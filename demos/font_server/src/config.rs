use serde::Deserialize;
use std::path::PathBuf;

#[derive(Debug, Clone, Deserialize)]
pub struct Config {
    pub server: ServerConfig,
    pub assets: AssetsConfig,
    /// Base path for resolving relative paths (set during loading)
    #[serde(skip)]
    base_path: Option<PathBuf>,
}

#[derive(Debug, Clone, Deserialize)]
pub struct ServerConfig {
    pub host: String,
    /// `0` binds an ephemeral port.
    pub port: u16,
}

#[derive(Debug, Clone, Deserialize)]
pub struct AssetsConfig {
    /// URL prefix the bundle is mounted under, e.g. `/assets`.
    pub mount: String,
    /// Serve this directory from disk instead of the embedded bundle.
    pub dir: Option<PathBuf>,
}

impl Config {
    pub fn load() -> Result<Self, config::ConfigError> {
        // Try multiple config file locations in order of preference
        let config_candidates = [
            // 1. Current directory (when running from demos/font_server/)
            ("config/default", Some(".")),
            // 2. Workspace root
            ("demos/font_server/config/default", Some("demos/font_server")),
        ];

        let mut builder = config::Config::builder()
            .set_default("server.host", "127.0.0.1")?
            .set_default("server.port", 0)?
            .set_default("assets.mount", "/assets")?;
        let mut base_path: Option<PathBuf> = None;

        // Check for environment variable override first
        if let Ok(config_path) = std::env::var("FONT_SERVER_CONFIG") {
            let config_file = format!("{}.toml", config_path);
            if !config_path.is_empty() && std::path::Path::new(&config_file).exists() {
                builder = builder.add_source(config::File::with_name(&config_path));
                base_path = std::path::Path::new(&config_file)
                    .parent()
                    .and_then(|p| p.parent())
                    .map(|p| p.to_path_buf());
            }
        }

        if base_path.is_none() {
            for (path, base) in &config_candidates {
                let config_file = format!("{}.toml", path);
                if std::path::Path::new(&config_file).exists() {
                    builder = builder.add_source(config::File::with_name(path));
                    base_path = base.map(PathBuf::from);
                    break;
                }
            }
        }

        // Always layer environment variables on top
        builder =
            builder.add_source(config::Environment::with_prefix("FONT_SERVER").separator("__"));

        let mut config: Config = builder.build()?.try_deserialize()?;
        config.base_path = base_path;
        config.normalize();

        Ok(config)
    }

    /// Defaults without reading any file or environment variable.
    pub fn defaults() -> Self {
        Self {
            server: ServerConfig {
                host: "127.0.0.1".to_string(),
                port: 0,
            },
            assets: AssetsConfig {
                mount: "/assets".to_string(),
                dir: None,
            },
            base_path: None,
        }
    }

    pub fn bind_address(&self) -> String {
        format!("{}:{}", self.server.host, self.server.port)
    }

    fn normalize(&mut self) {
        self.assets.mount = normalize_mount(&self.assets.mount);

        if let (Some(base), Some(dir)) = (&self.base_path, &self.assets.dir) {
            if dir.is_relative() {
                self.assets.dir = Some(base.join(dir));
            }
        }
    }
}

/// `assets/` and `/assets/` both become `/assets`; an empty mount becomes `/`.
pub fn normalize_mount(mount: &str) -> String {
    let trimmed = mount.trim_matches('/');
    if trimmed.is_empty() {
        "/".to_string()
    } else {
        format!("/{}", trimmed)
    }
}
++++++++
Find and copy each line of the material that holds the word "bundle".

▶ [Answer section]
    /// URL prefix the bundle is mounted under, e.g. `/assets`.
    /// Serve this directory from disk instead of the embedded bundle.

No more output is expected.